PPMM president Datuk Zainul Rijal Abu Bakar said PR was a privilege and not a right, and thus it could be revoked by the Home Minister who has the authority to do so.
“A person who has been awarded a PR status must assimilate with the culture and practices of the Malaysian community when he is living in the country,” he said yesterday.
However, Zainul said if the resort operator was dissatisfied with the revocation, then he could start a proceeding for the court to study whether the action by the minister had contravened the law.
Lawyer Datuk Salehuddin Saidin is also of the opinion that the Government had the full power to revoke someone’s PR status if the person had breached laws of the country.
“It is under the full power of the Home Minister to revoke the status especially if it involves public matters and protecting religious sensitivities between different races. Such action is necessary if the person is found to have caused chaos and disunity,” he said.
Lawyer for Liberty co-founder and adviser Eric Paulsen, meanwhile, said the decision by the Home Minister to revoke the resort operator’s PR could be challenged in court on the basis that it was made in haste.
“He was not given the opportunity to be heard in court and this goes against the rule of natural justice.”
Paulsen said the decision to revoke the man’s PR did not augur well for the country’s efforts to promote itself as a moderate Muslim nation.

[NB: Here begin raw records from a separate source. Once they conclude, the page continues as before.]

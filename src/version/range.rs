//! Half-open compatibility ranges over build identifiers.

use std::fmt;

use super::{BuildVersion, VersionError};

/// A half-open interval `[since, until)` of build identifiers.
///
/// An invalid bound (see [`BuildVersion::is_valid`]) means "unbounded" on that
/// side. When both bounds are invalid the range matches nothing.
#[derive(Debug, Clone, Default, PartialEq, Eq)]
pub struct VersionRange {
    since: BuildVersion,
    until: BuildVersion,
}

impl VersionRange {
    /// Creates a range from two bounds.
    #[must_use]
    pub fn new(since: BuildVersion, until: BuildVersion) -> Self {
        Self { since, until }
    }

    /// Parses a range from optional raw bounds.
    ///
    /// Missing or blank bounds become the invalid identifier.
    ///
    /// # Errors
    ///
    /// Returns [`VersionError::MalformedVersion`] if a present bound fails to parse.
    pub fn parse(since: Option<&str>, until: Option<&str>) -> Result<Self, VersionError> {
        Ok(Self::new(parse_bound(since)?, parse_bound(until)?))
    }

    /// Inclusive lower bound.
    #[must_use]
    pub fn since(&self) -> &BuildVersion {
        &self.since
    }

    /// Exclusive upper bound.
    #[must_use]
    pub fn until(&self) -> &BuildVersion {
        &self.until
    }

    /// Returns true if `version` falls inside `[since, until)`.
    ///
    /// Bounds are compared numerically; product codes are ignored.
    ///
    /// # Example
    ///
    /// ```
    /// use plugin_mirror::version::{BuildVersion, VersionRange};
    ///
    /// let range = VersionRange::parse(Some("1.0"), Some("2.0")).unwrap();
    /// assert!(range.is_in_range(&BuildVersion::parse("1.0").unwrap()));
    /// assert!(!range.is_in_range(&BuildVersion::parse("2.0").unwrap()));
    /// ```
    #[must_use]
    pub fn is_in_range(&self, version: &BuildVersion) -> bool {
        let since_valid = self.since.is_valid();
        let until_valid = self.until.is_valid();
        if !since_valid && !until_valid {
            return false;
        }

        let above_since = !since_valid || version.compare_components(&self.since).is_ge();
        let below_until = !until_valid || version.compare_components(&self.until).is_lt();
        above_since && below_until
    }
}

fn parse_bound(raw: Option<&str>) -> Result<BuildVersion, VersionError> {
    match raw.map(str::trim) {
        Some(text) if !text.is_empty() => BuildVersion::parse(text),
        _ => Ok(BuildVersion::invalid()),
    }
}

impl fmt::Display for VersionRange {
    fn fmt(&self, f: &mut fmt::Formatter<'_>) -> fmt::Result {
        write!(f, "[{}, {})", self.since, self.until)
    }
}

“It could also affect tourism and investments and derail efforts to lure foreigners to make Malaysia their second home,” he added.
Transparency International-Malaysia secretary-general Josie Fernandez said the decision could send wrong signals about Malaysia as a moderate Muslim country.
“Malaysian is a peaceful and tolerant country and we do not want this to make us look bad. It might send the wrong signals to other countries on religious tolerance.”